**Problem:**
Pull out each line of the records holding the string "Option".

**Source material:**

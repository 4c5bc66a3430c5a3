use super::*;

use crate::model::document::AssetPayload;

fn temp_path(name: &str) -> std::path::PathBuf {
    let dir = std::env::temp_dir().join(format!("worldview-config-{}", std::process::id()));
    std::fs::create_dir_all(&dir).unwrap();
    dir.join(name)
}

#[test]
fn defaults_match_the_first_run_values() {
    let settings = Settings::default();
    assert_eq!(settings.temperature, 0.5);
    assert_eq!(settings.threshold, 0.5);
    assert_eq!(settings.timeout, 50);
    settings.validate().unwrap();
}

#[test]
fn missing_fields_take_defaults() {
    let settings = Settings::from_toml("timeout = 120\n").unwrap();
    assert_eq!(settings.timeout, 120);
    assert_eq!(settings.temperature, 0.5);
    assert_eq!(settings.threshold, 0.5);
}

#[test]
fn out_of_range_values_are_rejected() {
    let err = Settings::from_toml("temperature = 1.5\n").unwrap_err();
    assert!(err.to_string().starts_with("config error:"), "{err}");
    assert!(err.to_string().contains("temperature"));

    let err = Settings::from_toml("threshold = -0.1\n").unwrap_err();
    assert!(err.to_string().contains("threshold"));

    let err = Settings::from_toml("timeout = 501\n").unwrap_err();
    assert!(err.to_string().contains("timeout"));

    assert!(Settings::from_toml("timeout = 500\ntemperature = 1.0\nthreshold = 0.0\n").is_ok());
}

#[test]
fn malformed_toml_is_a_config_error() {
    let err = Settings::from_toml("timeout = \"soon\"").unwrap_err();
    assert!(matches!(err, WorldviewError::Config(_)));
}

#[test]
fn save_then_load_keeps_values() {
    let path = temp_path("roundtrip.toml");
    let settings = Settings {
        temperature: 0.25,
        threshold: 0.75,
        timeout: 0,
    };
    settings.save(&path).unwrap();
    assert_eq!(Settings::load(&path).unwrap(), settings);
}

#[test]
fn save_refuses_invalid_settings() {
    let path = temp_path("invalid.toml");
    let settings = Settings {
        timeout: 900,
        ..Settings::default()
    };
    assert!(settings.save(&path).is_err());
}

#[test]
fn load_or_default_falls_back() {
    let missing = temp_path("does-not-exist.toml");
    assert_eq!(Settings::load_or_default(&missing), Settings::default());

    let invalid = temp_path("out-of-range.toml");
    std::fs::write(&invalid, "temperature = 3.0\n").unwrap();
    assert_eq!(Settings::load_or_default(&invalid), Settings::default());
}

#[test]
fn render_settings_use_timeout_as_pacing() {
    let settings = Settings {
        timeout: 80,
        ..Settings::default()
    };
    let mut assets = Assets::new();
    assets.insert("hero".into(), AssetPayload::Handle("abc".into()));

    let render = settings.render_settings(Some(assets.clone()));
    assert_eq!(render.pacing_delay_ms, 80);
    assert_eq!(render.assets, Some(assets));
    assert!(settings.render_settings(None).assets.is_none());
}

--

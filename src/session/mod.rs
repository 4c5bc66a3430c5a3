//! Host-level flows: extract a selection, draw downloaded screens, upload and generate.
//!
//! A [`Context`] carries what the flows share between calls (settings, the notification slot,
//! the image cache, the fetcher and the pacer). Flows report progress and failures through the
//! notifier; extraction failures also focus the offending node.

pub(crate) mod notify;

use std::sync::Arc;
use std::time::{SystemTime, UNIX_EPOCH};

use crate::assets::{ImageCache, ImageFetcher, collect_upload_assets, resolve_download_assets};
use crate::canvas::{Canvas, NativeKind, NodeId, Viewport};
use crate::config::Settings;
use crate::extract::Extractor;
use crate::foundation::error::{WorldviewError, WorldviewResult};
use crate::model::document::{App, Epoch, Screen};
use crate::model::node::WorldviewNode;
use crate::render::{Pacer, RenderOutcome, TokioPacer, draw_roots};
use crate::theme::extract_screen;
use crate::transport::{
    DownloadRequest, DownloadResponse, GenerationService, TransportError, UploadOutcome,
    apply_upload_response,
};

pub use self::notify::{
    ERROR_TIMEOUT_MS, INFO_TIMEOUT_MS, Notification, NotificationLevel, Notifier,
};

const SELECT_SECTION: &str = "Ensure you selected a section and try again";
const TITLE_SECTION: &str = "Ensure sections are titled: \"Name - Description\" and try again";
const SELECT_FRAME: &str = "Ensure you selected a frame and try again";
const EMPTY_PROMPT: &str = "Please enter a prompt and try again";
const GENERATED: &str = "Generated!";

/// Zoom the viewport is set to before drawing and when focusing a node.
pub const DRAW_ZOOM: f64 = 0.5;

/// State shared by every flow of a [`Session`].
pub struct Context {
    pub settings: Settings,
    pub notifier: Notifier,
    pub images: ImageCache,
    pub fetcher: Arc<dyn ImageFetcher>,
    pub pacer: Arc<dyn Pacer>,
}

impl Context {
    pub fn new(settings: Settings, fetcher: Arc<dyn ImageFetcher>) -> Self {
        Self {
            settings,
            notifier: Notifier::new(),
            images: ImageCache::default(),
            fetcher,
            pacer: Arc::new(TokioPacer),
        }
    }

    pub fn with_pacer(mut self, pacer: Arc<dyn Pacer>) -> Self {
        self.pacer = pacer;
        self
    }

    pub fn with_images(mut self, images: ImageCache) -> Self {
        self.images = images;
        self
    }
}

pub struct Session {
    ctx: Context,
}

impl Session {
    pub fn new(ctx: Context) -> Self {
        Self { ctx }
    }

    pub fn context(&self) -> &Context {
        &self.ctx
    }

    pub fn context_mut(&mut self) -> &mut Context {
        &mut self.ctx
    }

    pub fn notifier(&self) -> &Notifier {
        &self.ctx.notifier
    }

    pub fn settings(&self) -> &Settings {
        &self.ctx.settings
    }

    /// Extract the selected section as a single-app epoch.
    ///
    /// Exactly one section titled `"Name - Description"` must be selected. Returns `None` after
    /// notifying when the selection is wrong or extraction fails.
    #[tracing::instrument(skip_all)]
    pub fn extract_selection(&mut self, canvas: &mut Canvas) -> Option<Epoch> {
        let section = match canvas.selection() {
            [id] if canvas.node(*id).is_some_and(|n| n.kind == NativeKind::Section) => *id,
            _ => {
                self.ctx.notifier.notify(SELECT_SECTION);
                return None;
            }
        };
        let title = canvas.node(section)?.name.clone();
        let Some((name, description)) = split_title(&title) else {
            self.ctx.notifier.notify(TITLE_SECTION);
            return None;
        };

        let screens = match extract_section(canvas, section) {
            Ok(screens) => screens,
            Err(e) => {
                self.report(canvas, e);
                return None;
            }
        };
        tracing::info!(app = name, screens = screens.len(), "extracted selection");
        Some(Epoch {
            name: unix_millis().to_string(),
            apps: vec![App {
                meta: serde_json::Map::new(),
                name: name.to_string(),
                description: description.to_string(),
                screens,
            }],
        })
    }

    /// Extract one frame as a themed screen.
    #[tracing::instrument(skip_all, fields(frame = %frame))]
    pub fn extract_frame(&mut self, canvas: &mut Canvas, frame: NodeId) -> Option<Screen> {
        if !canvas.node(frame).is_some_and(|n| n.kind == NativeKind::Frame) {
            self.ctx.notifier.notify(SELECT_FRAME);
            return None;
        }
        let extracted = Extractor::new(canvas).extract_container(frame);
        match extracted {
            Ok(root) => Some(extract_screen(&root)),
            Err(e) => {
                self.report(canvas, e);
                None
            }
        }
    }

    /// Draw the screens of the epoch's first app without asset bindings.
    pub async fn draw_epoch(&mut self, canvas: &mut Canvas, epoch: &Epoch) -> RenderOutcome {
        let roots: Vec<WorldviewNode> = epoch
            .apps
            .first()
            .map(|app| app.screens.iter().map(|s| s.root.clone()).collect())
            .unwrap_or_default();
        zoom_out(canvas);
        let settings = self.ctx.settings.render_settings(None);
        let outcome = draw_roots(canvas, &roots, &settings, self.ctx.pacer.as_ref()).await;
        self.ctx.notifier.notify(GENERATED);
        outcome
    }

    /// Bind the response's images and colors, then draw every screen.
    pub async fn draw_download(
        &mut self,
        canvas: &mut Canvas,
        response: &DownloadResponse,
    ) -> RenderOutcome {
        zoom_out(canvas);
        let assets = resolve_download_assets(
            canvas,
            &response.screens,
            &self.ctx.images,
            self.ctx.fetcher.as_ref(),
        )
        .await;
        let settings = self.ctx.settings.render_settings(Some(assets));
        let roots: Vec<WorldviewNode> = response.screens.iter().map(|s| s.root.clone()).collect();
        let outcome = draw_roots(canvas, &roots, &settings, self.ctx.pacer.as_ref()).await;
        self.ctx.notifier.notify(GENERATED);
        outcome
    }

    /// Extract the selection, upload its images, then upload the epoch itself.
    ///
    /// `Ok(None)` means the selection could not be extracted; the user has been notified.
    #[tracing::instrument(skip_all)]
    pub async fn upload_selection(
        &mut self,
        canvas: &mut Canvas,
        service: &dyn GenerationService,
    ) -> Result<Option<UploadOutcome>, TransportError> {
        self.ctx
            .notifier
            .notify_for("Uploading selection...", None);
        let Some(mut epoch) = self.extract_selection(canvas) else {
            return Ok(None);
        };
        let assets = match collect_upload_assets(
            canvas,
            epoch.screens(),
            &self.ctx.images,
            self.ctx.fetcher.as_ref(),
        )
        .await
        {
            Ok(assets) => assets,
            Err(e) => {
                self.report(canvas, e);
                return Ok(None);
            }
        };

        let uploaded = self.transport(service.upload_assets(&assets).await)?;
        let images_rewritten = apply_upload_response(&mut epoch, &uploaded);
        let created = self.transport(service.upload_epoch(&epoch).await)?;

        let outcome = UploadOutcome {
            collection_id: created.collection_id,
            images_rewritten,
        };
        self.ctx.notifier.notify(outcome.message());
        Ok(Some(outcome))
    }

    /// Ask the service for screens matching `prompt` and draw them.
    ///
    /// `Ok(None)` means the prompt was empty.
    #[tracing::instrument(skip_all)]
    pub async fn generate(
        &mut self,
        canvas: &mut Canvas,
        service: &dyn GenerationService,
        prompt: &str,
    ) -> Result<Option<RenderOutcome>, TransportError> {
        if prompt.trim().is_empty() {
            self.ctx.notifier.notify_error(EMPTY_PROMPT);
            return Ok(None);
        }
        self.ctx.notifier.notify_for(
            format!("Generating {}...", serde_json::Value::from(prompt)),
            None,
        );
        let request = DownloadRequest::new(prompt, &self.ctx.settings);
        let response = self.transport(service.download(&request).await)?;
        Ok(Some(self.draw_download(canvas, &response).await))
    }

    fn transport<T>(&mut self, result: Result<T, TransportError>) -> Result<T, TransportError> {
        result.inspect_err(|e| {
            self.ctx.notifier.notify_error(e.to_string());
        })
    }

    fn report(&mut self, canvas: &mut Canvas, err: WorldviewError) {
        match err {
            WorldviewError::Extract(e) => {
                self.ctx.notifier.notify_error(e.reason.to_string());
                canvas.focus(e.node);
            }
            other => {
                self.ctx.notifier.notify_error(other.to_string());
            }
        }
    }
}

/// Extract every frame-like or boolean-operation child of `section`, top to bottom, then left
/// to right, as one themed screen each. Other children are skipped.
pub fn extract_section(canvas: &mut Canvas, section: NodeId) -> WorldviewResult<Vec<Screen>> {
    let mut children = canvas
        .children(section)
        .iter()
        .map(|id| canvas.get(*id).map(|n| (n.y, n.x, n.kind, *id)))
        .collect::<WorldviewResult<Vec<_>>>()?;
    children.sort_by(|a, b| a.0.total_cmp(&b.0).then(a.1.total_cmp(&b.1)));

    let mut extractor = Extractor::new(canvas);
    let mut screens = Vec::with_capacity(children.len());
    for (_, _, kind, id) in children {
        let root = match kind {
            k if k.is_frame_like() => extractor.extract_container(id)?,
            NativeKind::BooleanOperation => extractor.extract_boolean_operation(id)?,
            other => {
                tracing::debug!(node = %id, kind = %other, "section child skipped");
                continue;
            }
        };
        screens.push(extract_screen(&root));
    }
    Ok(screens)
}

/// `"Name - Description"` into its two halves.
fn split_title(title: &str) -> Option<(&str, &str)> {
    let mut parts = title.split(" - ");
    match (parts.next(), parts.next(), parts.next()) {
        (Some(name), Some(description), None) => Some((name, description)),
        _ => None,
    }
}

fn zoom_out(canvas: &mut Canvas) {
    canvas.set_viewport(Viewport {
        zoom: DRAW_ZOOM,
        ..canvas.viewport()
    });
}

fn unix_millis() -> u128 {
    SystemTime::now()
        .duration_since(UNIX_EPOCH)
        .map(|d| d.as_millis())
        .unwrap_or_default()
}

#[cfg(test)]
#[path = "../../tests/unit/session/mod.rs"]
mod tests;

...

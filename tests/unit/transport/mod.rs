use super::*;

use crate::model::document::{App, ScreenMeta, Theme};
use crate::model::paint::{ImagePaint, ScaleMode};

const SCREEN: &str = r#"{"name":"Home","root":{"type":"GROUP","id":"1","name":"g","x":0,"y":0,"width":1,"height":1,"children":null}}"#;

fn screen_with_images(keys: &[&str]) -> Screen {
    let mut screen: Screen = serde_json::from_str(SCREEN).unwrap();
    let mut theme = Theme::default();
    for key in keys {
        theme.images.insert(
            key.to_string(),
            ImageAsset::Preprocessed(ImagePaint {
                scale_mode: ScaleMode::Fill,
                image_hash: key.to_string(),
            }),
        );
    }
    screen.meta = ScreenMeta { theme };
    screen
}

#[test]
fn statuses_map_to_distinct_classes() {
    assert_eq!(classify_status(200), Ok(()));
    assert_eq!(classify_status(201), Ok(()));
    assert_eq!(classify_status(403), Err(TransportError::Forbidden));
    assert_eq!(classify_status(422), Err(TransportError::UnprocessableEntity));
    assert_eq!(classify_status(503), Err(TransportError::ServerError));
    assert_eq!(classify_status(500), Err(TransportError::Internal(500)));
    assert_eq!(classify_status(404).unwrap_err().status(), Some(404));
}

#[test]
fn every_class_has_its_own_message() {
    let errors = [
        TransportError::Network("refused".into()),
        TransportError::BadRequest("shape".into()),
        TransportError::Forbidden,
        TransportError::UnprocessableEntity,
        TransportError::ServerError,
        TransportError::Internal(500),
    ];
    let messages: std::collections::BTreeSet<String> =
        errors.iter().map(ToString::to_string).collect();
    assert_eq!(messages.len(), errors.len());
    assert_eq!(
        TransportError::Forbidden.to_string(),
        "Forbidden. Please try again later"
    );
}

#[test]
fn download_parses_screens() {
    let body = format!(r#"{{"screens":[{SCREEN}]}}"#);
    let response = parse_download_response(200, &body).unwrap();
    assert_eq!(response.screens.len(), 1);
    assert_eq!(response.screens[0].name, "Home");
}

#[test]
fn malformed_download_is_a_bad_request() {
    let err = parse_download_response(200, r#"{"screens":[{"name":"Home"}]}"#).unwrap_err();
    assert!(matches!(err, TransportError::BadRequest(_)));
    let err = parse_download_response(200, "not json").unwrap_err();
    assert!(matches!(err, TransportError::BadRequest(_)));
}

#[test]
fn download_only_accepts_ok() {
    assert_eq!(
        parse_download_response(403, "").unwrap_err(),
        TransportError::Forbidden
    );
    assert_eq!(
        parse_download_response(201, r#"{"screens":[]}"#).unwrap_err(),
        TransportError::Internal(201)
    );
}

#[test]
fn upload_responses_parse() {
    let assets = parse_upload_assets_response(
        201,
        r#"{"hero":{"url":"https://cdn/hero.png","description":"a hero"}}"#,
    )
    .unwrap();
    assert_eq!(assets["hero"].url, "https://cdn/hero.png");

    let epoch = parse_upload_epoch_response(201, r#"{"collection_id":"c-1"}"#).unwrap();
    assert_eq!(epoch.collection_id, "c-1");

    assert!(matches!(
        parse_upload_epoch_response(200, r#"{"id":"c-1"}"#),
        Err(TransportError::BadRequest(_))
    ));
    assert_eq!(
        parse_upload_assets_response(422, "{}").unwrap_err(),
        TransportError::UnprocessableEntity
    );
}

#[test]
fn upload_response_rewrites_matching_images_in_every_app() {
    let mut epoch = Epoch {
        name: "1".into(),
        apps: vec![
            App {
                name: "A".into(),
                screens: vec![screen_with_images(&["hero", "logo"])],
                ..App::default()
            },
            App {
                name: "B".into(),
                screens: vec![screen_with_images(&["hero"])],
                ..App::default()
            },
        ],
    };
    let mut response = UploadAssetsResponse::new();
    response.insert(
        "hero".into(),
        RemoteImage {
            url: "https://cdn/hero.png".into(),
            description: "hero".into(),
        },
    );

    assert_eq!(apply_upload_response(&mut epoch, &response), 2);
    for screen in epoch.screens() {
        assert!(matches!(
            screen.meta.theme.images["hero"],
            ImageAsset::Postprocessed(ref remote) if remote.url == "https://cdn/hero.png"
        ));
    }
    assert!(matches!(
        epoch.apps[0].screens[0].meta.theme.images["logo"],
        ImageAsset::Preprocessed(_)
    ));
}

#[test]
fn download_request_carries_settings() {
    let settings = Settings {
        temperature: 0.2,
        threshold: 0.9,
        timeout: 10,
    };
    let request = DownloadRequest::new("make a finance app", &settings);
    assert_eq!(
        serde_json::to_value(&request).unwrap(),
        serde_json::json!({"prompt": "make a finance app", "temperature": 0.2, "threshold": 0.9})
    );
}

**Output below:**
    pub fn extract_selection(&mut self, canvas: &mut Canvas) -> Option<Epoch> {
    pub fn extract_frame(&mut self, canvas: &mut Canvas, frame: NodeId) -> Option<Screen> {
    ) -> Result<Option<UploadOutcome>, TransportError> {
    ) -> Result<Option<RenderOutcome>, TransportError> {
fn split_title(title: &str) -> Option<(&str, &str)> {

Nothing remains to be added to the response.